Problem statement = Filter these entries so that only lines with the word "bool" remain.

Records excerpted from a collection =

________________

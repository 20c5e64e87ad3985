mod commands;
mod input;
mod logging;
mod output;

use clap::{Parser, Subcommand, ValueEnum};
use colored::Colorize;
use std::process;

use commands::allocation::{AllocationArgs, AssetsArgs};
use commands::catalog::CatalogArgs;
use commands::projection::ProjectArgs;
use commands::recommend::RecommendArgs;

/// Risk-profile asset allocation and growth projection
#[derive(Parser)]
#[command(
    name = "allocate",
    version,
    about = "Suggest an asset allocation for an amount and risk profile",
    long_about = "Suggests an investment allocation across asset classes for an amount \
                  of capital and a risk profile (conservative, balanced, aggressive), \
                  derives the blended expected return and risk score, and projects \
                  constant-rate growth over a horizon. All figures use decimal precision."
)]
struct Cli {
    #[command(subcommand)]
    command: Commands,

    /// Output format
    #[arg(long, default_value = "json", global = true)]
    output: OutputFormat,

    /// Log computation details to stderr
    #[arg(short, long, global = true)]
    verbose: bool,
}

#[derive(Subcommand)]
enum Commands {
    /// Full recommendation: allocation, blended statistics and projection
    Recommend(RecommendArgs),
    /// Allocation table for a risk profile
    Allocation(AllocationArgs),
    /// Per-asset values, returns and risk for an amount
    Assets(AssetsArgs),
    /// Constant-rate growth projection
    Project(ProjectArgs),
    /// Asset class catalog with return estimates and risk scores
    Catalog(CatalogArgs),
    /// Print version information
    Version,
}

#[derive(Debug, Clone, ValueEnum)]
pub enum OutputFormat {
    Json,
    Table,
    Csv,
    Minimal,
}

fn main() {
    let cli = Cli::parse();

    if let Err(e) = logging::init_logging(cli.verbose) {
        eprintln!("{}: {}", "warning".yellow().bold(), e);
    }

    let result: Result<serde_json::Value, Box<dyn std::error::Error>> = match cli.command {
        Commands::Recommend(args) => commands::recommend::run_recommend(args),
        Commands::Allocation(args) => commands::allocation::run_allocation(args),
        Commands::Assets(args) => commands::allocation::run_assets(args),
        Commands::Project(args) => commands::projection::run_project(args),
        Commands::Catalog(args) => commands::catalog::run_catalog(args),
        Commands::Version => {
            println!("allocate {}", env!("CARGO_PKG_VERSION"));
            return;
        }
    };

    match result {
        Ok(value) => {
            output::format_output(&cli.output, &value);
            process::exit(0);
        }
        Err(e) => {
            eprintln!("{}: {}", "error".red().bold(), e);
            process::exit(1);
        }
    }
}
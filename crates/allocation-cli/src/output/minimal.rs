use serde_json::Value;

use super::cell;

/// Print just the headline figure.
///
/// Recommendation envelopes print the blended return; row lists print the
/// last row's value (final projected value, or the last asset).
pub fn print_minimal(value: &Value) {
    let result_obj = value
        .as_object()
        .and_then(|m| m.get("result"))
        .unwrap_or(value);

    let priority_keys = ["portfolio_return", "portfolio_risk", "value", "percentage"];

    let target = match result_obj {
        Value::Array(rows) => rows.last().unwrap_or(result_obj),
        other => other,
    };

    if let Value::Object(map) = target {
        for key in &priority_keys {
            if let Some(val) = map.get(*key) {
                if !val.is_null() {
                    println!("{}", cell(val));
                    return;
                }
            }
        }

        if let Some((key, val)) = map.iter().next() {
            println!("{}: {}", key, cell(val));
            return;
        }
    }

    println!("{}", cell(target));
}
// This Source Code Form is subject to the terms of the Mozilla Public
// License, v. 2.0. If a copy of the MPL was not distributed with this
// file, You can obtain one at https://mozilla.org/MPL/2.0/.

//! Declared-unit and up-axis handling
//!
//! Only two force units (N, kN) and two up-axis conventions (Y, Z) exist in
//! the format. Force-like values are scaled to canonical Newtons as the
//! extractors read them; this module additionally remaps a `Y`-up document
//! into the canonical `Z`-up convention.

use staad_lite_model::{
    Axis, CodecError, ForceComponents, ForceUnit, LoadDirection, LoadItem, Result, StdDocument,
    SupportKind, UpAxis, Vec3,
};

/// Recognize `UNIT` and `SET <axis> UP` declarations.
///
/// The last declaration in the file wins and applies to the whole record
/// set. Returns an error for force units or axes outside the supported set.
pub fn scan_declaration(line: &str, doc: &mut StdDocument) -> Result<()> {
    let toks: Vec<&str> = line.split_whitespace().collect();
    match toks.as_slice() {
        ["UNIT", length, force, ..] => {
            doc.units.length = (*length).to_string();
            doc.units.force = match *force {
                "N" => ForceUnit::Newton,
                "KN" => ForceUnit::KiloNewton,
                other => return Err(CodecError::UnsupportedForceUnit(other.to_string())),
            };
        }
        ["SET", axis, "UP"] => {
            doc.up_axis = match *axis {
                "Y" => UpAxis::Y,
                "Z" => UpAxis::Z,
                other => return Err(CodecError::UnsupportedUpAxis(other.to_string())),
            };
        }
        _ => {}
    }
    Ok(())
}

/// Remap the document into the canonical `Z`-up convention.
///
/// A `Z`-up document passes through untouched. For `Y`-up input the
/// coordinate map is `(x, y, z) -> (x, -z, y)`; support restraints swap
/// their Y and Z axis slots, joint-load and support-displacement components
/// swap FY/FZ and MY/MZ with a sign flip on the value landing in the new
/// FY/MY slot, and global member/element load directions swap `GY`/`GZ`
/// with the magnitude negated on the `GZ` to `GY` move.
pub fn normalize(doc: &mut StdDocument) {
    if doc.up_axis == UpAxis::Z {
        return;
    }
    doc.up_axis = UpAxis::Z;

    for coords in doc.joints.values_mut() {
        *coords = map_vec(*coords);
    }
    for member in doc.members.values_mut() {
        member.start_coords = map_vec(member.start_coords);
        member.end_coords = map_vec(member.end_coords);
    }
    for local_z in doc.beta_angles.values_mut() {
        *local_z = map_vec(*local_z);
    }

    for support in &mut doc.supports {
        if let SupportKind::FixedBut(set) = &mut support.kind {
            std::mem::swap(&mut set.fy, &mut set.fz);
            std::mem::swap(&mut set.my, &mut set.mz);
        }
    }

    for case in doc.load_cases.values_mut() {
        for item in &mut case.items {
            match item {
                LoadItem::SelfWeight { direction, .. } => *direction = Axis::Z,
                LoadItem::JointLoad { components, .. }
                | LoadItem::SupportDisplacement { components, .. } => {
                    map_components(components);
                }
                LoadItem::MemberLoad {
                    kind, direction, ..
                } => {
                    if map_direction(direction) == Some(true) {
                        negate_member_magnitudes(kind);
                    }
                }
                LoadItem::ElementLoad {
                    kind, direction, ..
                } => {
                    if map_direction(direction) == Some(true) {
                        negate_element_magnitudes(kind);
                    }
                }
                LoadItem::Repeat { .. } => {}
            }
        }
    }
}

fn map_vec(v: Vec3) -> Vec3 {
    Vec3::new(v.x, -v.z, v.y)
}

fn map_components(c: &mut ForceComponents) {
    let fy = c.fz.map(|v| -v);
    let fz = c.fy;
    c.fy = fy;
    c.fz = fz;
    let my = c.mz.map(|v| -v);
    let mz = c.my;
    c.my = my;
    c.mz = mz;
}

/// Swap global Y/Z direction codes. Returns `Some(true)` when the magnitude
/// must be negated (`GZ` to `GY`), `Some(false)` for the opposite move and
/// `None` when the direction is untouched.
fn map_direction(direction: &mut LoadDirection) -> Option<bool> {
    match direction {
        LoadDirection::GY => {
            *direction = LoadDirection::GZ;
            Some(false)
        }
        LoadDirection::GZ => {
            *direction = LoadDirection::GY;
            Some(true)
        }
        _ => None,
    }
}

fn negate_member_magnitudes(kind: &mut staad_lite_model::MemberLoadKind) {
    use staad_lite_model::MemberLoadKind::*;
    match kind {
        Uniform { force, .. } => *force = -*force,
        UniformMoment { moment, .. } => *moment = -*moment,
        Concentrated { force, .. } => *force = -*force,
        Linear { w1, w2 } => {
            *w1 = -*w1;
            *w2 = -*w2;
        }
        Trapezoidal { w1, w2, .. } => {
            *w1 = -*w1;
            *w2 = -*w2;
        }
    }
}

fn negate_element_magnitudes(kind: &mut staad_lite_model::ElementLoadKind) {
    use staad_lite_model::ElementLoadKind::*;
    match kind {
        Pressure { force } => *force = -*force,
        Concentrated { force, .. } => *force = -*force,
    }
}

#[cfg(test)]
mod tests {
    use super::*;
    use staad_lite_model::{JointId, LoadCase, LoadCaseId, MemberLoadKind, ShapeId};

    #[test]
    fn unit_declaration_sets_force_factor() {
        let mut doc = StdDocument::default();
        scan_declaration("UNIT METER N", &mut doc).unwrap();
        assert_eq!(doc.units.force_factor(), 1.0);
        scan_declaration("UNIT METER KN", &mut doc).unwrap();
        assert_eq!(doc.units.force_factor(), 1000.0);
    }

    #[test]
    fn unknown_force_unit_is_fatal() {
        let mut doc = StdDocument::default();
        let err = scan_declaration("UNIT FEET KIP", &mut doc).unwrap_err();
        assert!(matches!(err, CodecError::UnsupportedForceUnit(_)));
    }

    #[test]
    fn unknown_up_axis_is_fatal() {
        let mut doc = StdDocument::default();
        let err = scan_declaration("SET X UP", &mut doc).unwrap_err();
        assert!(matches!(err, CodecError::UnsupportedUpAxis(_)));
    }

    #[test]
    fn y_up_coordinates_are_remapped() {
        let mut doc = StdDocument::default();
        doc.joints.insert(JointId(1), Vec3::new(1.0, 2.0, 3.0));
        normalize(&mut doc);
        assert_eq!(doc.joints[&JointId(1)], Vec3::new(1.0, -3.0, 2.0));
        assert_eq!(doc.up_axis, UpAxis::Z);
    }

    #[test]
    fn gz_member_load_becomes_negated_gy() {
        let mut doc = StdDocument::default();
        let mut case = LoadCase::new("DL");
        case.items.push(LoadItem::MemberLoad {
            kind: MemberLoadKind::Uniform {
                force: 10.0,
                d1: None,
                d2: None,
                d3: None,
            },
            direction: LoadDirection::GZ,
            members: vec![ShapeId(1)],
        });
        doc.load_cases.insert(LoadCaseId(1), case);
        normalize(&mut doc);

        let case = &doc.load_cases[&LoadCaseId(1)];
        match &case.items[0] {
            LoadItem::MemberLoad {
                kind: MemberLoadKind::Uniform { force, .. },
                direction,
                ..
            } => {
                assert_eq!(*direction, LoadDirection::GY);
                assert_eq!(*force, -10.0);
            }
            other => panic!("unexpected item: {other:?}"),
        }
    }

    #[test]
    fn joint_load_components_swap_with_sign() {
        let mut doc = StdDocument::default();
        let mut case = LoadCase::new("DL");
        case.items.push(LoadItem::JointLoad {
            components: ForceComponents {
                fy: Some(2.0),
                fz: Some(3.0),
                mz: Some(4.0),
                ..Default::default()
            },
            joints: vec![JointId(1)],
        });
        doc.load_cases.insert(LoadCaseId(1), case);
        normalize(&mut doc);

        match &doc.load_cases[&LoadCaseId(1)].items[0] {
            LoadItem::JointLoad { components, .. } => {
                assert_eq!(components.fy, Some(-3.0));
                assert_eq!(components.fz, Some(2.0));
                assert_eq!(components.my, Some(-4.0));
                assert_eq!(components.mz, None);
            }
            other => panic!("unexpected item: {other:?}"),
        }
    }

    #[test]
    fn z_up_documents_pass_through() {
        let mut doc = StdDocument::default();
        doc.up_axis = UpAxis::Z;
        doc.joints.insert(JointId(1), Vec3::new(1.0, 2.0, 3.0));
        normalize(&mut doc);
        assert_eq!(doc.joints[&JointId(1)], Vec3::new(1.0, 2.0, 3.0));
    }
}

________________

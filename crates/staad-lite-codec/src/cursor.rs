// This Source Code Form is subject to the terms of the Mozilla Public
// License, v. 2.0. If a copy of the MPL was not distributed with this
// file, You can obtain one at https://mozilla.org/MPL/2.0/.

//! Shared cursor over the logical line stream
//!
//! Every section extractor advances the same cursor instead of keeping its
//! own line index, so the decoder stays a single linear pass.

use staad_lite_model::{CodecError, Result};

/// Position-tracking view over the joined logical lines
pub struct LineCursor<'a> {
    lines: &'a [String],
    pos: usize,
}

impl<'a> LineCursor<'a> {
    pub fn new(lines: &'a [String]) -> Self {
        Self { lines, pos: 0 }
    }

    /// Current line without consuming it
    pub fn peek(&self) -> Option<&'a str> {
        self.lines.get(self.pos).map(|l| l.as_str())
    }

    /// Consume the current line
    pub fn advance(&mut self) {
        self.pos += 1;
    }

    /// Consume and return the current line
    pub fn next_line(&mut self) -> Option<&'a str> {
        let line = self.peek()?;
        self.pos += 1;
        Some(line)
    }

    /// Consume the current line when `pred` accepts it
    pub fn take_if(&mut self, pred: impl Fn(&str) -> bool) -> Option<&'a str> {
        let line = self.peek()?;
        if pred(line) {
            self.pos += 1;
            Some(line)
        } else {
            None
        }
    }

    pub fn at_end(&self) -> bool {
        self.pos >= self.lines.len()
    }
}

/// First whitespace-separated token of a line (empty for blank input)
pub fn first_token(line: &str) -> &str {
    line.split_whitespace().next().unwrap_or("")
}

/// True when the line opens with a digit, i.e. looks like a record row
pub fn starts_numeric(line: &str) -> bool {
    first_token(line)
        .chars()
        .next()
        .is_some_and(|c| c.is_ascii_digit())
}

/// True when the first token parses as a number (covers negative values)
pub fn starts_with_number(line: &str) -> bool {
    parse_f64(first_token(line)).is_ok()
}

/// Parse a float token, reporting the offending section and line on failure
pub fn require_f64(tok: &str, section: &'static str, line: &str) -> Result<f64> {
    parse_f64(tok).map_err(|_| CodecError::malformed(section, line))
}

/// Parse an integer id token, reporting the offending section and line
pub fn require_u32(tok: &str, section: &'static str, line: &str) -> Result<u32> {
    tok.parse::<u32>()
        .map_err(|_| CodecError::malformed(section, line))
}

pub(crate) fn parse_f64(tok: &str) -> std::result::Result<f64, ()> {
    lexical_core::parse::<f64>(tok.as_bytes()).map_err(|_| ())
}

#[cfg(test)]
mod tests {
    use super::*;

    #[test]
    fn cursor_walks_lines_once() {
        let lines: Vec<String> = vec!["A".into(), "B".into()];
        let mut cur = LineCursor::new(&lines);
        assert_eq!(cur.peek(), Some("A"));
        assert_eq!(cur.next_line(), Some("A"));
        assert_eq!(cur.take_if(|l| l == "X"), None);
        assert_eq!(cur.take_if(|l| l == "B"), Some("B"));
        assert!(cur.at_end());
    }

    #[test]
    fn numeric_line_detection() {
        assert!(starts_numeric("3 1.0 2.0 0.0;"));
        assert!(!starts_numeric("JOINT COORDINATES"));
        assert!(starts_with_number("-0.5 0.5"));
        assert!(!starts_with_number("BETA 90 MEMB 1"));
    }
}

________________

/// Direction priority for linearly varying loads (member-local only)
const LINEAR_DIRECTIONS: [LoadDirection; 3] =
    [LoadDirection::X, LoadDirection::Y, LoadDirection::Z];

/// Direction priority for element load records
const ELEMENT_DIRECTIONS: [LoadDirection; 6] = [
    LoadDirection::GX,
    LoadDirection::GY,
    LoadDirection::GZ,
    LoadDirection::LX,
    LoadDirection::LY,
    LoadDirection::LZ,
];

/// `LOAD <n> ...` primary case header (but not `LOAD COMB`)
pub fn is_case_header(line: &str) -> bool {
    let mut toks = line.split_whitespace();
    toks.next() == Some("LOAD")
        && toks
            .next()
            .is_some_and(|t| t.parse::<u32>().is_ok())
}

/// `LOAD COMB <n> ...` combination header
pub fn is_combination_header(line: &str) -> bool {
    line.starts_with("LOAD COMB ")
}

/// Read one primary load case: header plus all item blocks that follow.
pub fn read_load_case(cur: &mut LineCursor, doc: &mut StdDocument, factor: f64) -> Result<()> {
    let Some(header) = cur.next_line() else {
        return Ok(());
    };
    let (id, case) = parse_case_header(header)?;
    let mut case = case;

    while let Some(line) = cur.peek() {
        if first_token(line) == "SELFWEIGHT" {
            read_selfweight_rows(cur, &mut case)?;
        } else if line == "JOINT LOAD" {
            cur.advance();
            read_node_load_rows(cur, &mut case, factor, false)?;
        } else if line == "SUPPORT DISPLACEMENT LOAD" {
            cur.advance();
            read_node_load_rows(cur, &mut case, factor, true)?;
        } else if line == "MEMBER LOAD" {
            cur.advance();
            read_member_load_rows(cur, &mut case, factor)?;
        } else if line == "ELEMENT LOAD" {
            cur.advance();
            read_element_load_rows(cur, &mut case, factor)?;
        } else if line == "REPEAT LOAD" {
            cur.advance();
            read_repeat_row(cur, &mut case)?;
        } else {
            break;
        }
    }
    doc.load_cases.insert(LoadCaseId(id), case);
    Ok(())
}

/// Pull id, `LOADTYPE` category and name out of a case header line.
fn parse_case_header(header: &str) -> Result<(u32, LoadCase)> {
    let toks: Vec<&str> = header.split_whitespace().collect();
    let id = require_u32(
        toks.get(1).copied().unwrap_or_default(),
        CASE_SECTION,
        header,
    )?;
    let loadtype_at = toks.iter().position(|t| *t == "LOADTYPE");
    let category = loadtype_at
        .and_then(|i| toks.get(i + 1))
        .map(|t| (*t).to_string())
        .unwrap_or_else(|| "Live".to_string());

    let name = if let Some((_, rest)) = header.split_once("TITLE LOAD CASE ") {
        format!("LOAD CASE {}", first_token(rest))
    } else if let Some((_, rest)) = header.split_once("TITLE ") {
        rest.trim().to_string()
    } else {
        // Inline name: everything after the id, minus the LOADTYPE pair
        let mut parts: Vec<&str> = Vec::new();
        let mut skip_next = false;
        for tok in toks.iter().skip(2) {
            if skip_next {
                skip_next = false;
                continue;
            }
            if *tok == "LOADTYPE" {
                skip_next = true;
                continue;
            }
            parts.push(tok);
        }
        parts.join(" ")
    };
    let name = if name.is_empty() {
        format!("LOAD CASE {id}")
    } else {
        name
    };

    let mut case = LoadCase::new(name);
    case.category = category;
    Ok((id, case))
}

________________

Exercise output =
    verbose: bool,
fn map_direction(direction: &mut LoadDirection) -> Option<bool> {
    pub fn take_if(&mut self, pred: impl Fn(&str) -> bool) -> Option<&'a str> {
    pub fn at_end(&self) -> bool {
pub fn starts_numeric(line: &str) -> bool {
pub fn starts_with_number(line: &str) -> bool {
pub fn is_case_header(line: &str) -> bool {
pub fn is_combination_header(line: &str) -> bool {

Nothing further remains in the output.